Weselsky: „Propaganda-Abteilung der Bahn redet Streik klein“

GDL-Chef Claus Weselsky | Foto: Imago / Future Image

Claus Weselsky, der Bundes­vorsitzende der Gewerk­schaft Deutscher Lokomotiv­führer (GDL), hat in seiner Bilanz zur ersten Streik­aktion scharfe Worte für das Vorgehen der Deutschen Bahn in Sachen Kommu­nikation gefunden.

  Aktualisiert | 13. August 2021, 15.12 Uhr  

Berlin (evn) – „Es beginnt bereits aus der Abteilung Agitation und Propaganda der neue Weg, den Streik der GDL kleinzureden“, sagte Weselsky am Freitag in Berlin. Er bezog sich dabei auf die von der Bahn verlautbarten Zahlen, wonach nur rund 5.400 der insgesamt 19.700 Lokführer gestreikt hätten. Der GDL-Chef beanstandete dabei, dass der Konzern außer Acht ließ, dass sich nicht im Dienst befindliche Lokführer in der Ruhezeit oder im Urlaub befunden hätten. Auch habe die Bahn streikende Zugbegleiter unterschlagen. Das seien „alles Manipulations­versuche“, um darzustellen, dass hier eine kleine Gruppe den Eisenbahnverkehr lahmlegen würde, so Weselsky. Seine Gewerkschaft mit 37.000 Mitgliedern sei durchaus relevant. Auch sprach er von einer „großen Solidarisierung“ unter den Gewerk­schafts­mitgliedern.



In einem Interview mit dem Nachrichtensender Welt verteidigte Weselsky am Freitagmittag seine „Propaganda“-Wortwahl aus der Pressekonferenz. „Das was hier stattfindet, ist gezielte Täuschung der Öffentlichkeit und der Medienvertreter.“ Er wirft dem Bahnkonzern damit vor, bewusst falsche Informationen zu verbreiten. Die Kommunikationsstrategie des Konzerns zeige, dass die Bahn „nach wie vor unbeirrbar an ihrem Kurs festhalten möchte und weitere Arbeitskampfmaßnahmen provoziert“, so der Chef  der Lokführergewerkschaft weiter.

Von Mitarbeitern der Deutschen Bahn ist zu hören, dass viele der GDL-Mitglieder hinter Weselsky und seinen Argumenten stünden. Vor allem der Frust auf das Management der Bahn sei groß, sagte ein Mitarbeiter der S-Bahn München gegenüber Bahnblogstelle.

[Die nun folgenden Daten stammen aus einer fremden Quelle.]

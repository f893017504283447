//! Git repository operations used by the stash lifecycle.
//!
//! This module provides [`GitRepo`], a thin wrapper over `git2` exposing exactly the
//! primitives the stash engines need: repository discovery, branch and reference
//! handling, staging and committing, fetch/push with opportunistic SSH-agent
//! credentials, resets, and a `git` CLI escape hatch for operations libgit2 does not
//! offer in porcelain form (non-committing merges).
//!
//! # Public API
//! - [`GitRepo`]: Main interface for git repository operations
//! - [`RemoteBranch`]: A remote-tracking branch and the commit it points at
//! - [`CommitSummary`]: Author, timestamp and subject of a commit

use crate::core::error::{Result, StashError};
use chrono::{DateTime, Utc};
use git2::build::CheckoutBuilder;
use git2::{
    BranchType, Cred, CredentialType, Direction, ErrorCode, FetchOptions, FetchPrune, ObjectType,
    Oid, PushOptions, ReferenceType, RemoteCallbacks, Repository, ResetType, Signature,
    StatusOptions, TreeWalkMode, TreeWalkResult,
};
use std::path::Path;
use std::process::{Command, Output};

pub const DEFAULT_REMOTE: &str = "origin";
pub const FALLBACK_AUTHOR_NAME: &str = "8stash";
pub const FALLBACK_AUTHOR_EMAIL: &str = "noreply@local";

/// A remote-tracking branch, e.g. `refs/remotes/origin/8stash/12`
#[derive(Debug, Clone, PartialEq, Eq)]
pub struct RemoteBranch {
    pub remote: String,
    /// Branch name without the remote, e.g. `8stash/12`
    pub name: String,
    pub refname: String,
    pub target: Oid,
}

#[derive(Debug, Clone, PartialEq, Eq)]
pub struct CommitSummary {
    pub author_name: String,
    pub authored_at: DateTime<Utc>,
    pub summary: String,
}

pub struct GitRepo {
    repo: Repository,
}

/// Credential callbacks that try the SSH agent once and never prompt
fn remote_callbacks<'a>() -> RemoteCallbacks<'a> {
    let mut callbacks = RemoteCallbacks::new();
    let mut attempts = 0;
    callbacks.credentials(move |_url, username_from_url, allowed_types| {
        attempts += 1;
        if attempts > 1 {
            return Err(git2::Error::from_str("no usable credentials available"));
        }
        if allowed_types.contains(CredentialType::SSH_KEY) {
            Cred::ssh_key_from_agent(username_from_url.unwrap_or("git"))
        } else {
            Cred::default()
        }
    });
    callbacks
}

impl GitRepo {
    /// Open the repository containing `path`, searching upwards for its root
    pub fn open<P: AsRef<Path>>(path: P) -> Result<Self> {
        let repo = Repository::discover(path).map_err(|e| {
            log::debug!("Repository discovery failed: {e}");
            StashError::NotARepository
        })?;
        Ok(GitRepo { repo })
    }

    pub fn get_repository(&self) -> &Repository {
        &self.repo
    }

    pub fn workdir(&self) -> Result<&Path> {
        self.repo
            .workdir()
            .ok_or_else(|| StashError::git_command("repository has no working directory"))
    }

    /// Short name of the checked out branch; fails on a detached HEAD
    pub fn current_branch(&self) -> Result<String> {
        if self.repo.head_detached()? {
            return Err(StashError::DetachedHead);
        }
        let head = self.repo.head()?;
        if !head.is_branch() {
            return Err(StashError::DetachedHead);
        }
        head.shorthand()
            .map(str::to_string)
            .ok_or(StashError::InvalidUtf8Path)
    }

    /// The branch's configured remote, or `origin` when unset or unreadable
    pub fn tracking_remote(&self, branch: &str) -> String {
        self.repo
            .config()
            .and_then(|config| config.get_string(&format!("branch.{branch}.remote")))
            .ok()
            .filter(|remote| !remote.trim().is_empty() && remote != ".")
            .unwrap_or_else(|| DEFAULT_REMOTE.to_string())
    }

    pub fn head_commit_id(&self) -> Result<Oid> {
        Ok(self.repo.head()?.peel_to_commit()?.id())
    }

    pub fn branch_exists(&self, name: &str) -> Result<bool> {
        match self.repo.find_branch(name, BranchType::Local) {
            Ok(_) => Ok(true),
            Err(e) if e.code() == ErrorCode::NotFound => Ok(false),
            Err(e) => Err(e.into()),
        }
    }

    /// True when anything but ignored files differs from HEAD, untracked files included
    pub fn has_changes(&self) -> Result<bool> {
        let mut opts = StatusOptions::new();
        opts.include_untracked(true).include_ignored(false);
        Ok(!self.repo.statuses(Some(&mut opts))?.is_empty())
    }

    /// True when tracked files have staged or unstaged modifications
    pub fn has_tracked_changes(&self) -> Result<bool> {
        let mut opts = StatusOptions::new();
        opts.include_untracked(false).include_ignored(false);
        Ok(!self.repo.statuses(Some(&mut opts))?.is_empty())
    }

    pub fn fetch(&self, remote_name: &str) -> Result<()> {
        log::debug!("Fetching from {remote_name}");
        let mut remote = self.repo.find_remote(remote_name)?;
        let mut options = FetchOptions::new();
        options.remote_callbacks(remote_callbacks());
        options.prune(FetchPrune::On);
        remote.fetch::<&str>(&[], Some(&mut options), None)?;
        Ok(())
    }

    /// Fetch `remote` and fast-forward `branch` to its remote-tracking counterpart.
    ///
    /// Up to date, locally ahead, or never pushed are all successes. A branch that
    /// diverged from its remote fails with [`StashError::NonFastForward`].
    pub fn pull_fast_forward(&self, remote: &str, branch: &str) -> Result<()> {
        self.fetch(remote)?;

        let tracking = format!("refs/remotes/{remote}/{branch}");
        let upstream = match self.repo.find_reference(&tracking) {
            Ok(reference) => reference,
            Err(e) if e.code() == ErrorCode::NotFound => {
                log::debug!("{tracking} does not exist, nothing to pull");
                return Ok(());
            }
            Err(e) => return Err(e.into()),
        };

        let incoming = self.repo.reference_to_annotated_commit(&upstream)?;
        let (analysis, _) = self.repo.merge_analysis(&[&incoming])?;

        if analysis.is_up_to_date() {
            log::debug!("{branch} is up to date with {remote}/{branch}");
            return Ok(());
        }
        if !analysis.is_fast_forward() {
            return Err(StashError::non_fast_forward(remote, branch));
        }

        let target = incoming.id();
        log::info!("Fast-forwarding {branch} to {remote}/{branch} ({target})");
        let object = self.repo.find_object(target, None)?;
        self.repo
            .checkout_tree(&object, Some(CheckoutBuilder::new().safe()))?;
        self.set_branch_target(branch, target)?;
        Ok(())
    }

    /// Create `name` at HEAD and switch to it without touching the working tree
    pub fn create_and_switch_branch(&self, name: &str) -> Result<()> {
        let head = self.repo.head()?.peel_to_commit()?;
        self.repo.branch(name, &head, false).map_err(|e| {
            if e.code() == ErrorCode::Exists {
                StashError::branch_already_exists(name)
            } else {
                e.into()
            }
        })?;
        self.repo.set_head(&format!("refs/heads/{name}"))?;
        Ok(())
    }

    /// Stage every changed path: present files are added, missing ones removed
    pub fn stage_all(&self) -> Result<usize> {
        let workdir = self.workdir()?;
        let mut opts = StatusOptions::new();
        opts.include_untracked(true)
            .recurse_untracked_dirs(true)
            .include_ignored(false);

        let statuses = self.repo.statuses(Some(&mut opts))?;
        let mut index = self.repo.index()?;
        let mut staged = 0;

        for entry in statuses.iter() {
            let path = Path::new(entry.path().ok_or(StashError::InvalidUtf8Path)?);
            if workdir.join(path).symlink_metadata().is_ok() {
                index.add_path(path)?;
            } else {
                index.remove_path(path)?;
            }
            staged += 1;
        }

        index.write()?;
        log::debug!("Staged {staged} paths");
        Ok(staged)
    }

    /// Author identity from `user.name`/`user.email`, each falling back to a placeholder
    pub fn signature(&self) -> Result<Signature<'static>> {
        let config = self.repo.config()?;
        let read = |key: &str, fallback: &str| {
            config
                .get_string(key)
                .ok()
                .filter(|value| !value.trim().is_empty())
                .unwrap_or_else(|| fallback.to_string())
        };
        let name = read("user.name", FALLBACK_AUTHOR_NAME);
        let email = read("user.email", FALLBACK_AUTHOR_EMAIL);
        Ok(Signature::now(&name, &email)?)
    }

    /// Commit the current index on top of HEAD
    pub fn commit_index(&self, message: &str) -> Result<Oid> {
        let signature = self.signature()?;
        let mut index = self.repo.index()?;
        let tree = self.repo.find_tree(index.write_tree()?)?;
        let parent = self.repo.head()?.peel_to_commit()?;
        let oid = self.repo.commit(
            Some("HEAD"),
            &signature,
            &signature,
            message,
            &tree,
            &[&parent],
        )?;
        Ok(oid)
    }

    /// Push a single refspec, turning per-reference rejections into errors
    pub fn push(&self, remote_name: &str, refspec: &str) -> Result<()> {
        log::debug!("Pushing {refspec} to {remote_name}");
        let mut remote = self.repo.find_remote(remote_name)?;
        let mut rejection: Option<String> = None;
        {
            let mut callbacks = remote_callbacks();
            callbacks.push_update_reference(|refname, status| {
                if let Some(message) = status {
                    rejection = Some(format!("{refname}: {message}"));
                }
                Ok(())
            });
            let mut options = PushOptions::new();
            options.remote_callbacks(callbacks);
            remote.push(&[refspec], Some(&mut options))?;
        }

        match rejection {
            Some(reason) => Err(StashError::PushRejected {
                remote: remote_name.to_string(),
                refspec: refspec.to_string(),
                reason,
            }),
            None => Ok(()),
        }
    }

    /// Whether the remote currently advertises `refs/heads/<branch>`
    pub fn remote_has_branch(&self, remote_name: &str, branch: &str) -> Result<bool> {
        let wanted = format!("refs/heads/{branch}");
        let mut remote = self.repo.find_remote(remote_name)?;
        let connection = remote.connect_auth(Direction::Fetch, Some(remote_callbacks()), None)?;
        let found = connection.list()?.iter().any(|head| head.name() == wanted);
        Ok(found)
    }

    /// Switch to `name`, overwriting the working tree and index with its contents
    pub fn force_checkout_branch(&self, name: &str) -> Result<()> {
        let refname = format!("refs/heads/{name}");
        let object = self.repo.revparse_single(&refname)?;
        self.repo
            .checkout_tree(&object, Some(CheckoutBuilder::new().force()))?;
        self.repo.set_head(&refname)?;
        Ok(())
    }

    pub fn set_branch_target(&self, branch: &str, target: Oid) -> Result<()> {
        self.repo.reference(
            &format!("refs/heads/{branch}"),
            target,
            true,
            &format!("8stash: move {branch} to {target}"),
        )?;
        Ok(())
    }

    pub fn reset(&self, target: Oid, kind: ResetType) -> Result<()> {
        let object = self.repo.find_object(target, None)?;
        self.repo.reset(&object, kind, None)?;
        Ok(())
    }

    /// Delete a reference by full name; returns false when it did not exist
    pub fn delete_reference(&self, refname: &str) -> Result<bool> {
        match self.repo.find_reference(refname) {
            Ok(mut reference) => {
                reference.delete()?;
                Ok(true)
            }
            Err(e) if e.code() == ErrorCode::NotFound => Ok(false),
            Err(e) => Err(e.into()),
        }
    }

    /// Direct (non-symbolic) remote-tracking branches, across all remotes
    pub fn remote_branches(&self) -> Result<Vec<RemoteBranch>> {
        let remote_names: Vec<String> = self
            .repo
            .remotes()?
            .iter()
            .flatten()
            .map(str::to_string)
            .collect();

        let mut branches = Vec::new();
        for reference in self.repo.references()? {
            let reference = reference?;
            if reference.kind() != Some(ReferenceType::Direct) {
                continue;
            }
            let (Some(refname), Some(target)) = (reference.name(), reference.target()) else {
                continue;
            };
            let Some(short) = refname.strip_prefix("refs/remotes/") else {
                continue;
            };
            let Some((remote, name)) = split_remote_branch(short, &remote_names) else {
                continue;
            };
            branches.push(RemoteBranch {
                remote: remote.to_string(),
                name: name.to_string(),
                refname: refname.to_string(),
                target,
            });
        }
        Ok(branches)
    }

    pub fn commit_summary(&self, oid: Oid) -> Result<CommitSummary> {
        let commit = self.repo.find_commit(oid)?;
        let author = commit.author();
        let authored_at =
            DateTime::<Utc>::from_timestamp(author.when().seconds(), 0).unwrap_or_else(Utc::now);
        Ok(CommitSummary {
            author_name: author.name().unwrap_or("").to_string(),
            authored_at,
            summary: commit.summary().unwrap_or("").to_string(),
        })
    }

    /// Files of the commit's tree that exist in the working directory but not in the index
    pub fn untracked_paths_in_commit(&self, oid: Oid) -> Result<Vec<String>> {
        let workdir = self.workdir()?;
        let mut index = self.repo.index()?;
        index.read(false)?;
        let tree = self.repo.find_commit(oid)?.tree()?;

        let mut in_the_way = Vec::new();
        tree.walk(TreeWalkMode::PreOrder, |root, entry| {
            if entry.kind() != Some(ObjectType::Blob) {
                return TreeWalkResult::Ok;
            }
            let Some(name) = entry.name() else {
                return TreeWalkResult::Ok;
            };
            let path = format!("{root}{name}");
            if index.get_path(Path::new(&path), 0).is_none()
                && workdir.join(&path).symlink_metadata().is_ok()
            {
                in_the_way.push(path);
            }
            TreeWalkResult::Ok
        })?;
        Ok(in_the_way)
    }

    pub fn parent_ids(&self, oid: Oid) -> Result<Vec<Oid>> {
        Ok(self.repo.find_commit(oid)?.parent_ids().collect())
    }

    /// Run a `git` subcommand in the working directory and return its raw output
    pub fn run_git(&self, args: &[&str]) -> Result<Output> {
        let workdir = self.workdir()?;
        log::debug!("Running git {}", args.join(" "));
        Ok(Command::new("git").args(args).current_dir(workdir).output()?)
    }
}

/// Split `origin/8stash/1` into (`origin`, `8stash/1`), preferring the longest known
/// remote name so remotes containing `/` are handled.
fn split_remote_branch<'a>(short: &'a str, remotes: &[String]) -> Option<(&'a str, &'a str)> {
    remotes
        .iter()
        .filter(|remote| {
            short.len() > remote.len()
                && short.starts_with(remote.as_str())
                && short.as_bytes()[remote.len()] == b'/'
        })
        .max_by_key(|remote| remote.len())
        .map(|remote| (&short[..remote.len()], &short[remote.len() + 1..]))
        .or_else(|| short.split_once('/'))
}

Die GDL hatte den Güter- und Personenverkehr von Mittwoch- bis Freitagmorgen bestreikt, und das erst wenige Stunden vorher angekündigt. Insgesamt waren drei Viertel der Fern­verkehrs­verbindungen ausgefallen. Auch im Regionalverkehr gab es starke Einschränkungen.